= Problem to work on =
In how many lines of the records does "LoginRequest" appear? Answer with one number.
#### Dataset entries ####
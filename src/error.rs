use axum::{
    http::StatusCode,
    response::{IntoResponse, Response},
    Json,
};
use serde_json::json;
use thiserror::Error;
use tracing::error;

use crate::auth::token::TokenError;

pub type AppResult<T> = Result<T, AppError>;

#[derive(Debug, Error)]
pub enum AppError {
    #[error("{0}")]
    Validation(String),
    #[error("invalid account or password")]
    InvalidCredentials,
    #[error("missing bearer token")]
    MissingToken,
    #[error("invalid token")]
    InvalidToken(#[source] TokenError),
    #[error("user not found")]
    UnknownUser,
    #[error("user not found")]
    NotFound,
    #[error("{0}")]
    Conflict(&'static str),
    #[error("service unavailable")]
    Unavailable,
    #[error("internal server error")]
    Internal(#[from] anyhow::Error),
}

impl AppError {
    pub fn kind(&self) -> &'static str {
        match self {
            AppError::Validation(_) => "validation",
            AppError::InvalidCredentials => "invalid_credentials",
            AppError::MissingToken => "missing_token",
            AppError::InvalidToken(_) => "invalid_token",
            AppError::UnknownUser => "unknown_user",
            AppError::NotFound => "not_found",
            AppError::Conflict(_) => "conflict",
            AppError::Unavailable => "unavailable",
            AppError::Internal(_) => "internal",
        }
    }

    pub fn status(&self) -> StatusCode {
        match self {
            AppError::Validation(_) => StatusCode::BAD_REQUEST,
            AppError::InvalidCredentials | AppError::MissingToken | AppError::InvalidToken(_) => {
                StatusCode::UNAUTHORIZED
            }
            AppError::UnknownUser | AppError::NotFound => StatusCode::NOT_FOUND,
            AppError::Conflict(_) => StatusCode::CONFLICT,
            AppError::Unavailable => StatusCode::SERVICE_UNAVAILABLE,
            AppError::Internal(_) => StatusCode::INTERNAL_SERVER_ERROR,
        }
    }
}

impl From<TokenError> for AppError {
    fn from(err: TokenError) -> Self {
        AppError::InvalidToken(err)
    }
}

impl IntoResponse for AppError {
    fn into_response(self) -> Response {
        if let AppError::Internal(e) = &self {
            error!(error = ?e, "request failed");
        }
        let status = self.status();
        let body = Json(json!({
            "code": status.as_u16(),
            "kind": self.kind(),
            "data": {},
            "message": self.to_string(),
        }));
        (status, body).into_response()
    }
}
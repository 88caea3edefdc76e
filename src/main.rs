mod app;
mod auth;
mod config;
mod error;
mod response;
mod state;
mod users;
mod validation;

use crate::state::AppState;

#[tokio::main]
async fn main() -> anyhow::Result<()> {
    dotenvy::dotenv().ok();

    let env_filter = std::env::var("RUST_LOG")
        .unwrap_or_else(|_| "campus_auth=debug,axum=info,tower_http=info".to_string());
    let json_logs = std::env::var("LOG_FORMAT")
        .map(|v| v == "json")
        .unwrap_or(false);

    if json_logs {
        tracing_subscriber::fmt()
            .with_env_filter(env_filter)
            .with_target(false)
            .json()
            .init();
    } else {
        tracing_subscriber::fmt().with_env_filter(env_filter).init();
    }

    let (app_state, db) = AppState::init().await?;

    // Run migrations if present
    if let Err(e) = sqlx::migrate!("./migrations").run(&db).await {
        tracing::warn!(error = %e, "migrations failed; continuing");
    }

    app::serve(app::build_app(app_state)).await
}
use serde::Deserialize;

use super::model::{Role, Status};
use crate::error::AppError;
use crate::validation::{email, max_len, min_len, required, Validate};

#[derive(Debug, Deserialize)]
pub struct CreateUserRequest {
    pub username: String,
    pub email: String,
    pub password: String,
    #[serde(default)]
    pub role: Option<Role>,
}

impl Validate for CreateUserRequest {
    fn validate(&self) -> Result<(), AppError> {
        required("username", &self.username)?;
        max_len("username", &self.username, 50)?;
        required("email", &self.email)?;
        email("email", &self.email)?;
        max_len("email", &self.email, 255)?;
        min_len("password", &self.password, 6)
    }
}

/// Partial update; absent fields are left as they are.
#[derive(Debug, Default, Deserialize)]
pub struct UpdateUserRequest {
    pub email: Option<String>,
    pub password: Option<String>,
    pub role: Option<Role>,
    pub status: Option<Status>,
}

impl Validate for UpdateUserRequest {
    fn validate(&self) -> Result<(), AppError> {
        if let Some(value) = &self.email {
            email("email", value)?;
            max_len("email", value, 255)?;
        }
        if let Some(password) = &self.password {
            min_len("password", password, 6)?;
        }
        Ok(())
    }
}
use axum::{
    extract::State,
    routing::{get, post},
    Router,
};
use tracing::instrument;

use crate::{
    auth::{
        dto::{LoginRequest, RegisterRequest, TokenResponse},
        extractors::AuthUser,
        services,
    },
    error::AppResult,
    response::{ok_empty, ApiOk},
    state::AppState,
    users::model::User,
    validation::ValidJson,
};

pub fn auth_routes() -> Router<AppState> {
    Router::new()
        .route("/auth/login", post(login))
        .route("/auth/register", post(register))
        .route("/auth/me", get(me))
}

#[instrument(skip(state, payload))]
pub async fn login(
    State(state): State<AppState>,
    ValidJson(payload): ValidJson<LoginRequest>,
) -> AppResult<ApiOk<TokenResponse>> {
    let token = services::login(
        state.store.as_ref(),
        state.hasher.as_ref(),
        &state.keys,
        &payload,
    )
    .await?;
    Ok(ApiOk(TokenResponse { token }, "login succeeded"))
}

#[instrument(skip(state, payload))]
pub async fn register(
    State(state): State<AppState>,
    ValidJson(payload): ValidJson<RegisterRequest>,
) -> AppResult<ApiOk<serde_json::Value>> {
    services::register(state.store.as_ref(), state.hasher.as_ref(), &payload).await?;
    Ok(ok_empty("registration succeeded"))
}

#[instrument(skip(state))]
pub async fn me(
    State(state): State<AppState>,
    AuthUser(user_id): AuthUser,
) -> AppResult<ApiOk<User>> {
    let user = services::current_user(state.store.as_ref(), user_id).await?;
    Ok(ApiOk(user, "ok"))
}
####
#### Dataset entries ####
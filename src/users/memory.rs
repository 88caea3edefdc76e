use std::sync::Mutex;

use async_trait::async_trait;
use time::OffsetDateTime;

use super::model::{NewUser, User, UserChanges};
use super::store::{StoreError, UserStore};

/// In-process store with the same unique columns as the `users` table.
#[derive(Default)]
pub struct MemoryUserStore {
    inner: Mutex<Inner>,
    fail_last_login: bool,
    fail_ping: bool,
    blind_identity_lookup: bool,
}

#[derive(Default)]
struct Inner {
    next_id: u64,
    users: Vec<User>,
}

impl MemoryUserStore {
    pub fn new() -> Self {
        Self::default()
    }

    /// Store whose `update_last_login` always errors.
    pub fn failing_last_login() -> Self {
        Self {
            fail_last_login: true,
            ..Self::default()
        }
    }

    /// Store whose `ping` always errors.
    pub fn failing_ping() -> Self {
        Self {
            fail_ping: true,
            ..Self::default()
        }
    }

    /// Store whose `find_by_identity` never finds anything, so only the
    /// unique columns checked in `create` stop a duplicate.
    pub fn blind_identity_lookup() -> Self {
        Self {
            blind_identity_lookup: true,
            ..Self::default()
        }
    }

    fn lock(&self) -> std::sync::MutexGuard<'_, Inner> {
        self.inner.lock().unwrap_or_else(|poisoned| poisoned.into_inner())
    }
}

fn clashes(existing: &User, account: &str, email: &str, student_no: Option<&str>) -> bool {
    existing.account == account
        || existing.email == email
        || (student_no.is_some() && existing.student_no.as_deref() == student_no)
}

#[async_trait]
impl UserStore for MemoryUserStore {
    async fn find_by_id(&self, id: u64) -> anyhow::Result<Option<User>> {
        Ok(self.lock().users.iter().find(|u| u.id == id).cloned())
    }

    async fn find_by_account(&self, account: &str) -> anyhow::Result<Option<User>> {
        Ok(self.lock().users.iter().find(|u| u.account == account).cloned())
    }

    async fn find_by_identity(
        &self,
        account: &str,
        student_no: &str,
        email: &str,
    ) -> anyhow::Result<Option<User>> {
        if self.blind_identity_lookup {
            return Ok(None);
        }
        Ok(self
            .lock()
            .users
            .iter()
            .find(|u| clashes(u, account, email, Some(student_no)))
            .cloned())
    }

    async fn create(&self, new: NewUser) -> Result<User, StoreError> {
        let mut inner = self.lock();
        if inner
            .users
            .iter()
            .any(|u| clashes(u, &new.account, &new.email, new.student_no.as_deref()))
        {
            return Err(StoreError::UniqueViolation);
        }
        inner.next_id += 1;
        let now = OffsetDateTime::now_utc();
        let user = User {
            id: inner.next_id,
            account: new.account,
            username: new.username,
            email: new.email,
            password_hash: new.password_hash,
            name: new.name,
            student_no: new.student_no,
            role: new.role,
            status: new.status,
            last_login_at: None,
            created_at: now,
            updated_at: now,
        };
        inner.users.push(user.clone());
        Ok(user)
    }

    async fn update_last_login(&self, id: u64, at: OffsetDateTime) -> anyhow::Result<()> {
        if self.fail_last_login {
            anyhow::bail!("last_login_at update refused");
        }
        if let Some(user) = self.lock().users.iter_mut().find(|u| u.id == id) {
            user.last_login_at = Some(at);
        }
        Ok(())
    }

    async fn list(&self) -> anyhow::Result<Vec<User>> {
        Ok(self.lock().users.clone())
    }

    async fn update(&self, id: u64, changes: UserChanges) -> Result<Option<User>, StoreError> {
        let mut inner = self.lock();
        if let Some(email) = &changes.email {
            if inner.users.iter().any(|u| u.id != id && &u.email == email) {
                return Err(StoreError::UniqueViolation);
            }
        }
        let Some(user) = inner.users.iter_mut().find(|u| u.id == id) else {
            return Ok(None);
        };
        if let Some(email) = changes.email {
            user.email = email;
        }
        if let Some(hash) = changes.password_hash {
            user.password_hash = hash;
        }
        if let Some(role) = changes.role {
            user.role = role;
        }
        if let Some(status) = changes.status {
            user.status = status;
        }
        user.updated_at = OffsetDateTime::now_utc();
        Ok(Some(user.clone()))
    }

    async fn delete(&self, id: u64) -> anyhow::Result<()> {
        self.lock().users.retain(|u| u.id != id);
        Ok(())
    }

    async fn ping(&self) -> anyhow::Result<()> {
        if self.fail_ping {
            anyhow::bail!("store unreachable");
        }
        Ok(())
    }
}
####
#### Dataset entries ####
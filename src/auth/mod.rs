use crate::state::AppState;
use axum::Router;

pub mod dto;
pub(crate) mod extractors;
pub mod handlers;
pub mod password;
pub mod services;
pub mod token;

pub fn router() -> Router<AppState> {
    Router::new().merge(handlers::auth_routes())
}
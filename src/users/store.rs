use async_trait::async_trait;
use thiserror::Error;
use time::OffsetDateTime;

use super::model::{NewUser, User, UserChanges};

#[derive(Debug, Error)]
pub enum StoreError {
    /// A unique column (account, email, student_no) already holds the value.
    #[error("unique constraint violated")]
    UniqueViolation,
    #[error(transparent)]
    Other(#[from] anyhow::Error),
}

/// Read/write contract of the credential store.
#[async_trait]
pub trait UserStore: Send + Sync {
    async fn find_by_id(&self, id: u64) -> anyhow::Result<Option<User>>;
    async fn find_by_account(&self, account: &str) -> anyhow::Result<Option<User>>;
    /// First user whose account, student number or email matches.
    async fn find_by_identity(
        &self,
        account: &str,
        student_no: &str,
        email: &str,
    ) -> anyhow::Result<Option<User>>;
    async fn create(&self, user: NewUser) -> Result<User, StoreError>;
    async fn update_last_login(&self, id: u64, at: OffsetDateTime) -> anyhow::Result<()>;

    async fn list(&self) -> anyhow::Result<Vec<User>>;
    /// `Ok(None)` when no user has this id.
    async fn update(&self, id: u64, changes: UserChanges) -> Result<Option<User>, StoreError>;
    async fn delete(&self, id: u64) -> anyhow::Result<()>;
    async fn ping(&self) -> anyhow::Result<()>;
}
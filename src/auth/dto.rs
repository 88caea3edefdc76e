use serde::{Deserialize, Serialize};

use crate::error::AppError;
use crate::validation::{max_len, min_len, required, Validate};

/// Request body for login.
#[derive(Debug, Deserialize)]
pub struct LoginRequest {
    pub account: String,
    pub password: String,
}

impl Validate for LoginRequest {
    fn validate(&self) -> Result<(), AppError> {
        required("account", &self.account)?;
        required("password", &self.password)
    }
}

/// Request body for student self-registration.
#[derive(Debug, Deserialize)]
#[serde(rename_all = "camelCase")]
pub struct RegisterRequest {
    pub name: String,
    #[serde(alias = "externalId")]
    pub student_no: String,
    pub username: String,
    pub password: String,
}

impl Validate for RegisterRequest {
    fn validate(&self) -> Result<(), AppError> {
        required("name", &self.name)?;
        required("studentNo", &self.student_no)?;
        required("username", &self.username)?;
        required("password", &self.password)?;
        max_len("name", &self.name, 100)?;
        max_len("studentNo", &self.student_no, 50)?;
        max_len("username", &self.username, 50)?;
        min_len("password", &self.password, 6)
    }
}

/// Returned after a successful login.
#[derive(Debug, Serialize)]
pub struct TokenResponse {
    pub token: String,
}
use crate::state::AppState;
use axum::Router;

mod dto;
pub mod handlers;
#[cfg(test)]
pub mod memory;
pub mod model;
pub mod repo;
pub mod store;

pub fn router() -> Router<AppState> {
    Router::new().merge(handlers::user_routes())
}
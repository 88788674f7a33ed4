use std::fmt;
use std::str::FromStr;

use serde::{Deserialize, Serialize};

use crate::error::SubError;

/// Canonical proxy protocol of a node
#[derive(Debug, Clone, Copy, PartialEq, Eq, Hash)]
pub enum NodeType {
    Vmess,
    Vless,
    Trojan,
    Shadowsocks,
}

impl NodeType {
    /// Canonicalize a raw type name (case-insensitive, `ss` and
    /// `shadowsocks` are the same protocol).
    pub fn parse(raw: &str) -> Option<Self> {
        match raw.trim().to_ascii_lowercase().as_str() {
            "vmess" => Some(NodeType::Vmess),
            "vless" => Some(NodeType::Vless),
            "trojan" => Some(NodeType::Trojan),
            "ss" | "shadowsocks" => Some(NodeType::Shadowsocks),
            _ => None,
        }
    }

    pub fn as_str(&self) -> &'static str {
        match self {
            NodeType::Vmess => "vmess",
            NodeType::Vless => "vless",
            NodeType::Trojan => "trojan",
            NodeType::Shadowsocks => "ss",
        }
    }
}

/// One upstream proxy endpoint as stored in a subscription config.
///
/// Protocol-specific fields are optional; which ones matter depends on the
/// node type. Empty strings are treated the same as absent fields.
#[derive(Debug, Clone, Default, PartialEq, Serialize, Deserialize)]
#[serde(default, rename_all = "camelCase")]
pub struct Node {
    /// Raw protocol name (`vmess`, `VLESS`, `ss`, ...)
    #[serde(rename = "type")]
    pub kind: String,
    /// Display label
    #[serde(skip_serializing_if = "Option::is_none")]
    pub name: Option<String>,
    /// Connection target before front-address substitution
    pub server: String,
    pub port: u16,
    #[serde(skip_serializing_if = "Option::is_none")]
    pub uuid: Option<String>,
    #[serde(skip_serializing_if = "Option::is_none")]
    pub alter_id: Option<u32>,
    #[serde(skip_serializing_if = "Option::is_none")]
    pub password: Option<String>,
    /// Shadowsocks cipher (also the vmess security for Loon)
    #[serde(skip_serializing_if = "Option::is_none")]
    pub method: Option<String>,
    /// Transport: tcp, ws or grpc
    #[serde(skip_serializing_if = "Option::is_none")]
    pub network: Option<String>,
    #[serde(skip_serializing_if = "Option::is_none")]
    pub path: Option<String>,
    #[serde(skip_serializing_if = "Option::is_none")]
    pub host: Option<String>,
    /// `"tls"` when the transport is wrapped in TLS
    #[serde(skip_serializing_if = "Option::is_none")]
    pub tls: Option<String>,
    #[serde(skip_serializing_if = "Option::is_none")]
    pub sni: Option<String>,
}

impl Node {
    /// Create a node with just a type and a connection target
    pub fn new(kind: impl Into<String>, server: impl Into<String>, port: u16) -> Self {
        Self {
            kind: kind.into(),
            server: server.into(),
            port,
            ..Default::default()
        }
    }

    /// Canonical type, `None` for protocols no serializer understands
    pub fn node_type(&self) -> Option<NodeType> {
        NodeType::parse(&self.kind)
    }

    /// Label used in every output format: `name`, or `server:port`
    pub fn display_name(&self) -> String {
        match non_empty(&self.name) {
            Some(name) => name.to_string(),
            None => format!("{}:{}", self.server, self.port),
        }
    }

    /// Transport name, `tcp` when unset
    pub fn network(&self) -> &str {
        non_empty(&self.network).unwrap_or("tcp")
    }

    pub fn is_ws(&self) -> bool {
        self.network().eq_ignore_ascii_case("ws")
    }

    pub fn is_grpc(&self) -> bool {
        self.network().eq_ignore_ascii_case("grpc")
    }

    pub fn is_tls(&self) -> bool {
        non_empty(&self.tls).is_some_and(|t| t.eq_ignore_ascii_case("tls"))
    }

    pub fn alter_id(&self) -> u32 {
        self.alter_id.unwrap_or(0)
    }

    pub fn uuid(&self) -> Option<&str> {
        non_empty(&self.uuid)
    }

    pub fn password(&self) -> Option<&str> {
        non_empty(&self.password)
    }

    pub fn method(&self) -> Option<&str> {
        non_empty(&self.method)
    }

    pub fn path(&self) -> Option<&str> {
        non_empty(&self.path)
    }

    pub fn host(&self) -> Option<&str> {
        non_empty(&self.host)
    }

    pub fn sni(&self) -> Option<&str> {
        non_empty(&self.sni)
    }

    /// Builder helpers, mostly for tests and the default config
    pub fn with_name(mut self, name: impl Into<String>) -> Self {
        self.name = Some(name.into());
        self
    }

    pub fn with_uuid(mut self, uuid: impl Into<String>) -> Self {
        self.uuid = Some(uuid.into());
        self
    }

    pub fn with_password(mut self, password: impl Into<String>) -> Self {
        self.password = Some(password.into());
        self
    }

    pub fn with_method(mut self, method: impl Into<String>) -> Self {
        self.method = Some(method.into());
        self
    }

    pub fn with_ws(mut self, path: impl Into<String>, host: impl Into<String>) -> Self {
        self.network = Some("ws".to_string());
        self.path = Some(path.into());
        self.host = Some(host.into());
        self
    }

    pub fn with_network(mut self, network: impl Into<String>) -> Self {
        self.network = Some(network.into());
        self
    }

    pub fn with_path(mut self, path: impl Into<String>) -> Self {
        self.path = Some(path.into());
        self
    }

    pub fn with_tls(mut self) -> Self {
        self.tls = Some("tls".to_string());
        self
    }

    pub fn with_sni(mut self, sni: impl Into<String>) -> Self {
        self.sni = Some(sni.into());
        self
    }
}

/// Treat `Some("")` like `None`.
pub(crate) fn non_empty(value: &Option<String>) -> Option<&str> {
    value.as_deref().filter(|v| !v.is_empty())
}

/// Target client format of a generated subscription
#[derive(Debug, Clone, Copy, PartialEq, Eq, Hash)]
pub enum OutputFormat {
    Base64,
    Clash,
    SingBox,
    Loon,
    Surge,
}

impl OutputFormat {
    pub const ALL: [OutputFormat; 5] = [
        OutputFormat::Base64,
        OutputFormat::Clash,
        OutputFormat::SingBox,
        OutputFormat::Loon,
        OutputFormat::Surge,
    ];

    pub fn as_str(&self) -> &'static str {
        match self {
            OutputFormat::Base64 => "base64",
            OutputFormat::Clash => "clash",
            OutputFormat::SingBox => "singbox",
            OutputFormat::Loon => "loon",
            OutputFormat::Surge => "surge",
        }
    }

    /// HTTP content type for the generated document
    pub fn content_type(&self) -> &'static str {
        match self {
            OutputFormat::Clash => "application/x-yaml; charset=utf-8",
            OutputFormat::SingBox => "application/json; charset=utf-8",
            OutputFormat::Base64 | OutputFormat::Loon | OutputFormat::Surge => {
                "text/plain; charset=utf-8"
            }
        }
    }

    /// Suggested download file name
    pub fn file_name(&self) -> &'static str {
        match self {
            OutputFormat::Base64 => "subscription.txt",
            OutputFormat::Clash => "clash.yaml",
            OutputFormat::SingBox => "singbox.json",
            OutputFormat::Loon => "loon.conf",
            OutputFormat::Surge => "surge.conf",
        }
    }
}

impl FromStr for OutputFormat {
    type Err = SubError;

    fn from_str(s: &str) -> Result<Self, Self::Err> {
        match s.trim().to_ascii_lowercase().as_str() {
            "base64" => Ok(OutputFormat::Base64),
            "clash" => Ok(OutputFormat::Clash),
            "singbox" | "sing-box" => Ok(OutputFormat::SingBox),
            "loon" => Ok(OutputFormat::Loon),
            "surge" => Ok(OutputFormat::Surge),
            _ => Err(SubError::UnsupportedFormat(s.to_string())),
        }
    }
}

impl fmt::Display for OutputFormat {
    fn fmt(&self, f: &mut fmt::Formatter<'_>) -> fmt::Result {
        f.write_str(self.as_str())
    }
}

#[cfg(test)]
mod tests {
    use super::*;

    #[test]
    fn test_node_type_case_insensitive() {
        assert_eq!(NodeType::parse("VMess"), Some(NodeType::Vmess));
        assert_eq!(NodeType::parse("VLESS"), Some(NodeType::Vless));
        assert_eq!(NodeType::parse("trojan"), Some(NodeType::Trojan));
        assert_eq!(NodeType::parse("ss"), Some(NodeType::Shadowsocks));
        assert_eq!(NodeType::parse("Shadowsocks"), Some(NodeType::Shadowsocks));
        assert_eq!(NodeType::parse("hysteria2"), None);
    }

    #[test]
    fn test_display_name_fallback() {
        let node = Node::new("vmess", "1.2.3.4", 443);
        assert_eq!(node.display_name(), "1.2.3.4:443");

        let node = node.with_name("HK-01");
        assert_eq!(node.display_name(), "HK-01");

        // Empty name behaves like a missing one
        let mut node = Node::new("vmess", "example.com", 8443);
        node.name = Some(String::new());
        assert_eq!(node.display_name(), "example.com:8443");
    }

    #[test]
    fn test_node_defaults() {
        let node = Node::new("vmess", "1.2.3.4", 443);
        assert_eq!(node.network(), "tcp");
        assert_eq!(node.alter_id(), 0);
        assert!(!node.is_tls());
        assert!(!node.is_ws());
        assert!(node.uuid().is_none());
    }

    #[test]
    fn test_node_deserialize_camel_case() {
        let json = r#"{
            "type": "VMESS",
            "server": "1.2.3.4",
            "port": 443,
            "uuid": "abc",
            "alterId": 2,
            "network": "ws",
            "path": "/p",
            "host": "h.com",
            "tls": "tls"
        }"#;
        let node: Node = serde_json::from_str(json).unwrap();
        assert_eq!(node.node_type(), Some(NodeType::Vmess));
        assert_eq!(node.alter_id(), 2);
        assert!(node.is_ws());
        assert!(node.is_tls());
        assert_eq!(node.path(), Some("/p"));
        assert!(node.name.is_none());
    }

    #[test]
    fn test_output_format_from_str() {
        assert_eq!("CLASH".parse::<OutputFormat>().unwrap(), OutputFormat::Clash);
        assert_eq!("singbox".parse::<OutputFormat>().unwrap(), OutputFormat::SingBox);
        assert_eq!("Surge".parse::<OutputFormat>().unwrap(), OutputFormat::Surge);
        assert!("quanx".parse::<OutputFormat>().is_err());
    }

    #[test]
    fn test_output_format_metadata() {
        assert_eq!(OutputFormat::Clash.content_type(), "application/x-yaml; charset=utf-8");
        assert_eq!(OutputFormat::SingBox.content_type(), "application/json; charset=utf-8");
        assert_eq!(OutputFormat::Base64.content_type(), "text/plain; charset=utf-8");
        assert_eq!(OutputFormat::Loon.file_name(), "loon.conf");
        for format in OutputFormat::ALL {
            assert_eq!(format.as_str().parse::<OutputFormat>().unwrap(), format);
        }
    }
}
####
= Response =
4